### Problem
The data should be printed again, exactly.
[[ Data to examine, beginning ]]
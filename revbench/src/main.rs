//! revbench: a terminal workbench for reviewing code with an assistant.
//!
//! Entry point for the `revbench` binary. Wires together the terminal
//! lifecycle (`tui`), the event bus (`event`), the panels (`ui`), the
//! highlight/diff thread (`render`), background network work (`tasks`), and
//! the project store from `revbench-core`.
//!
//! # Startup sequence
//!
//! 1. Parse the CLI, open the log file, load config. Nothing here touches the
//!    terminal, so errors still print normally.
//! 2. Open the SQLite store and load saved projects. A store that cannot be
//!    opened is replaced by an in-memory one for the session.
//! 3. `install_panic_hook()`, then `register_sigterm()`, then `init_tui()`.
//! 4. Spawn the event task and the render thread, then enter the loop.
//!
//! `restore_tui()` runs at the single exit point after the loop. The `?`
//! operator is only used before `init_tui()`; inside the loop, errors break.

mod app;
mod editor;
mod event;
mod render;
mod tasks;
mod theme;
mod tui;
mod ui;

use std::path::PathBuf;
use std::sync::atomic::Ordering;
use std::sync::Mutex;
use std::time::Instant;

use clap::Parser;
use revbench_core::assistant::AssistantClient;
use revbench_core::ingest::GitHubClient;
use revbench_core::workbench::Workbench;
use revbench_core::{config, db};
use tracing::{info, warn};
use tracing_subscriber::EnvFilter;

use crate::app::AppState;
use crate::event::AppEvent;
use crate::tasks::{Command, Services};
use crate::ui::keybindings::{handle_key, handle_mouse, KeyAction};

const STATE_DIR: &str = ".revbench";
const DEFAULT_LOG_FILTER: &str = "revbench=info,revbench_core=info";

/// Review code side by side with an assistant in the terminal.
#[derive(Debug, Parser)]
#[command(name = "revbench", version, about)]
struct Cli {
    /// Import a GitHub repository on startup (owner/repo or URL).
    #[arg(long, conflicts_with = "folder")]
    github: Option<String>,

    /// Import a local folder on startup.
    #[arg(long)]
    folder: Option<PathBuf>,

    /// Name for the imported project.
    #[arg(long)]
    name: Option<String>,

    /// Config file path.
    #[arg(long, env = "REVBENCH_CONFIG")]
    config: Option<PathBuf>,

    /// SQLite database path; overrides `db_path` from the config.
    #[arg(long)]
    db: Option<String>,
}

impl Cli {
    fn startup_import(&self) -> Option<Command> {
        let name = self.name.clone();
        if let Some(url) = &self.github {
            return Some(Command::ImportGithub { url: url.clone(), name });
        }
        self.folder.clone().map(|path| Command::ImportFolder { path, name })
    }
}

/// Sends `tracing` output to `.revbench/revbench.log`; the terminal belongs
/// to the TUI.
fn init_logging() -> std::io::Result<()> {
    std::fs::create_dir_all(STATE_DIR)?;
    let file = std::fs::OpenOptions::new()
        .create(true)
        .append(true)
        .open(PathBuf::from(STATE_DIR).join("revbench.log"))?;
    let filter = EnvFilter::try_from_default_env().unwrap_or_else(|_| EnvFilter::new(DEFAULT_LOG_FILTER));
    tracing_subscriber::fmt()
        .with_env_filter(filter)
        .with_writer(Mutex::new(file))
        .with_ansi(false)
        .try_init()
        .map_err(std::io::Error::other)
}

async fn save(conn: Option<&tokio_rusqlite::Connection>, state: &AppState) {
    let Some(conn) = conn else {
        return;
    };
    if let Err(e) = db::save_projects(conn, state.bench.projects()).await {
        warn!(error = %e, "saving projects failed");
    }
}

#[tokio::main]
async fn main() -> std::io::Result<()> {
    let cli = Cli::parse();
    init_logging()?;

    let config_path = cli.config.clone().unwrap_or_else(config::config_path);
    let config = config::load(&config_path).unwrap_or_else(|e| {
        warn!(error = %e, "config unreadable; using defaults");
        config::Config::default()
    });
    let theme = theme::Theme::from_name(&config.theme);

    let db_path = cli.db.clone().unwrap_or_else(|| config.db_path.clone());
    let conn = db::open_db_or_memory(&db_path).await;
    let projects = match &conn {
        Some(conn) => db::load_projects_or_empty(conn).await,
        None => Vec::new(),
    };
    info!(db = %db_path, projects = projects.len(), "revbench starting");

    let mut state = AppState::new(Workbench::new(projects, config.limits()));
    let assistant = AssistantClient::from_config(&config.assistant).map_err(std::io::Error::other)?;
    let github = GitHubClient::from_config(&config.github).map_err(std::io::Error::other)?;
    if config.assistant.api_key().is_none() {
        warn!(env = %config.assistant.api_key_env, "no assistant API key set");
    }

    tui::install_panic_hook();
    let term_flag = tui::register_sigterm()?;
    let mut terminal = tui::init_tui()?;

    let handler = event::EventHandler::new();
    event::spawn_event_task(handler.tx.clone());
    let mut rx = handler.rx;

    let (render_tx, render_rx) = crossbeam_channel::unbounded();
    let render_events = handler.tx.clone();
    std::thread::spawn(move || render::worker::render_worker_loop(render_rx, render_events));

    let services = Services { assistant, github, tx: handler.tx.clone() };
    if let Some(command) = cli.startup_import() {
        services.dispatch(command, &mut state);
    }

    let mut saved_revision = state.bench.revision();

    // Exits only via `break`, so `restore_tui()` below is always reached.
    'event_loop: loop {
        let Some(event) = rx.recv().await else {
            break 'event_loop;
        };
        match event {
            AppEvent::Render => {
                if let Err(e) = terminal.draw(|frame| ui::render(frame, &mut state, &theme)) {
                    warn!(error = %e, "draw failed");
                    break 'event_loop;
                }
            }
            AppEvent::Key(key) => match handle_key(key, &mut state) {
                KeyAction::Continue => {}
                KeyAction::Quit => break 'event_loop,
                KeyAction::Spawn(command) => services.dispatch(command, &mut state),
            },
            AppEvent::Mouse(mouse) => {
                handle_mouse(mouse, &mut state);
            }
            AppEvent::Resize(_, _) => {}
            AppEvent::Apply(action) => state.apply(*action),
            AppEvent::Imported(result) => tasks::finish_import(&mut state, result),
            AppEvent::Rendered(view) => state.accept_view(*view),
            AppEvent::Tick => {
                if !state.bench.notices().is_empty() {
                    state.apply(revbench_core::Action::ExpireNotices { now: Instant::now() });
                }
                let revision = state.bench.revision();
                if revision != saved_revision {
                    save(conn.as_ref(), &state).await;
                    saved_revision = revision;
                }
            }
        }

        if let Some(request) = state.view_request() {
            let _ = render_tx.send(request);
        }
        if term_flag.load(Ordering::Relaxed) {
            break 'event_loop;
        }
    }

    if state.bench.revision() != saved_revision {
        save(conn.as_ref(), &state).await;
    }
    info!("revbench exiting");
    tui::restore_tui()?;
    Ok(())
}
[[ Data to examine, end ]]
### Your solution
filename revbench/src/main.rs
//! revbench: a terminal workbench for reviewing code with an assistant.
//!
//! Entry point for the `revbench` binary. Wires together the terminal
//! lifecycle (`tui`), the event bus (`event`), the panels (`ui`), the
//! highlight/diff thread (`render`), background network work (`tasks`), and
//! the project store from `revbench-core`.
//!
//! # Startup sequence
//!
//! 1. Parse the CLI, open the log file, load config. Nothing here touches the
//!    terminal, so errors still print normally.
//! 2. Open the SQLite store and load saved projects. A store that cannot be
//!    opened is replaced by an in-memory one for the session.
//! 3. `install_panic_hook()`, then `register_sigterm()`, then `init_tui()`.
//! 4. Spawn the event task and the render thread, then enter the loop.
//!
//! `restore_tui()` runs at the single exit point after the loop. The `?`
//! operator is only used before `init_tui()`; inside the loop, errors break.

mod app;
mod editor;
mod event;
mod render;
mod tasks;
mod theme;
mod tui;
mod ui;

use std::path::PathBuf;
use std::sync::atomic::Ordering;
use std::sync::Mutex;
use std::time::Instant;

use clap::Parser;
use revbench_core::assistant::AssistantClient;
use revbench_core::ingest::GitHubClient;
use revbench_core::workbench::Workbench;
use revbench_core::{config, db};
use tracing::{info, warn};
use tracing_subscriber::EnvFilter;

use crate::app::AppState;
use crate::event::AppEvent;
use crate::tasks::{Command, Services};
use crate::ui::keybindings::{handle_key, handle_mouse, KeyAction};

const STATE_DIR: &str = ".revbench";
const DEFAULT_LOG_FILTER: &str = "revbench=info,revbench_core=info";

/// Review code side by side with an assistant in the terminal.
#[derive(Debug, Parser)]
#[command(name = "revbench", version, about)]
struct Cli {
    /// Import a GitHub repository on startup (owner/repo or URL).
    #[arg(long, conflicts_with = "folder")]
    github: Option<String>,

    /// Import a local folder on startup.
    #[arg(long)]
    folder: Option<PathBuf>,

    /// Name for the imported project.
    #[arg(long)]
    name: Option<String>,

    /// Config file path.
    #[arg(long, env = "REVBENCH_CONFIG")]
    config: Option<PathBuf>,

    /// SQLite database path; overrides `db_path` from the config.
    #[arg(long)]
    db: Option<String>,
}

impl Cli {
    fn startup_import(&self) -> Option<Command> {
        let name = self.name.clone();
        if let Some(url) = &self.github {
            return Some(Command::ImportGithub { url: url.clone(), name });
        }
        self.folder.clone().map(|path| Command::ImportFolder { path, name })
    }
}

/// Sends `tracing` output to `.revbench/revbench.log`; the terminal belongs
/// to the TUI.
fn init_logging() -> std::io::Result<()> {
    std::fs::create_dir_all(STATE_DIR)?;
    let file = std::fs::OpenOptions::new()
        .create(true)
        .append(true)
        .open(PathBuf::from(STATE_DIR).join("revbench.log"))?;
    let filter = EnvFilter::try_from_default_env().unwrap_or_else(|_| EnvFilter::new(DEFAULT_LOG_FILTER));
    tracing_subscriber::fmt()
        .with_env_filter(filter)
        .with_writer(Mutex::new(file))
        .with_ansi(false)
        .try_init()
        .map_err(std::io::Error::other)
}

async fn save(conn: Option<&tokio_rusqlite::Connection>, state: &AppState) {
    let Some(conn) = conn else {
        return;
    };
    if let Err(e) = db::save_projects(conn, state.bench.projects()).await {
        warn!(error = %e, "saving projects failed");
    }
}

#[tokio::main]
async fn main() -> std::io::Result<()> {
    let cli = Cli::parse();
    init_logging()?;

    let config_path = cli.config.clone().unwrap_or_else(config::config_path);
    let config = config::load(&config_path).unwrap_or_else(|e| {
        warn!(error = %e, "config unreadable; using defaults");
        config::Config::default()
    });
    let theme = theme::Theme::from_name(&config.theme);

    let db_path = cli.db.clone().unwrap_or_else(|| config.db_path.clone());
    let conn = db::open_db_or_memory(&db_path).await;
    let projects = match &conn {
        Some(conn) => db::load_projects_or_empty(conn).await,
        None => Vec::new(),
    };
    info!(db = %db_path, projects = projects.len(), "revbench starting");

    let mut state = AppState::new(Workbench::new(projects, config.limits()));
    let assistant = AssistantClient::from_config(&config.assistant).map_err(std::io::Error::other)?;
    let github = GitHubClient::from_config(&config.github).map_err(std::io::Error::other)?;
    if config.assistant.api_key().is_none() {
        warn!(env = %config.assistant.api_key_env, "no assistant API key set");
    }

    tui::install_panic_hook();
    let term_flag = tui::register_sigterm()?;
    let mut terminal = tui::init_tui()?;

    let handler = event::EventHandler::new();
    event::spawn_event_task(handler.tx.clone());
    let mut rx = handler.rx;

    let (render_tx, render_rx) = crossbeam_channel::unbounded();
    let render_events = handler.tx.clone();
    std::thread::spawn(move || render::worker::render_worker_loop(render_rx, render_events));

    let services = Services { assistant, github, tx: handler.tx.clone() };
    if let Some(command) = cli.startup_import() {
        services.dispatch(command, &mut state);
    }

    let mut saved_revision = state.bench.revision();

    // Exits only via `break`, so `restore_tui()` below is always reached.
    'event_loop: loop {
        let Some(event) = rx.recv().await else {
            break 'event_loop;
        };
        match event {
            AppEvent::Render => {
                if let Err(e) = terminal.draw(|frame| ui::render(frame, &mut state, &theme)) {
                    warn!(error = %e, "draw failed");
                    break 'event_loop;
                }
            }
            AppEvent::Key(key) => match handle_key(key, &mut state) {
                KeyAction::Continue => {}
                KeyAction::Quit => break 'event_loop,
                KeyAction::Spawn(command) => services.dispatch(command, &mut state),
            },
            AppEvent::Mouse(mouse) => {
                handle_mouse(mouse, &mut state);
            }
            AppEvent::Resize(_, _) => {}
            AppEvent::Apply(action) => state.apply(*action),
            AppEvent::Imported(result) => tasks::finish_import(&mut state, result),
            AppEvent::Rendered(view) => state.accept_view(*view),
            AppEvent::Tick => {
                if !state.bench.notices().is_empty() {
                    state.apply(revbench_core::Action::ExpireNotices { now: Instant::now() });
                }
                let revision = state.bench.revision();
                if revision != saved_revision {
                    save(conn.as_ref(), &state).await;
                    saved_revision = revision;
                }
            }
        }

        if let Some(request) = state.view_request() {
            let _ = render_tx.send(request);
        }
        if term_flag.load(Ordering::Relaxed) {
            break 'event_loop;
        }
    }

    if state.bench.revision() != saved_revision {
        save(conn.as_ref(), &state).await;
    }
    info!("revbench exiting");
    tui::restore_tui()?;
    Ok(())
}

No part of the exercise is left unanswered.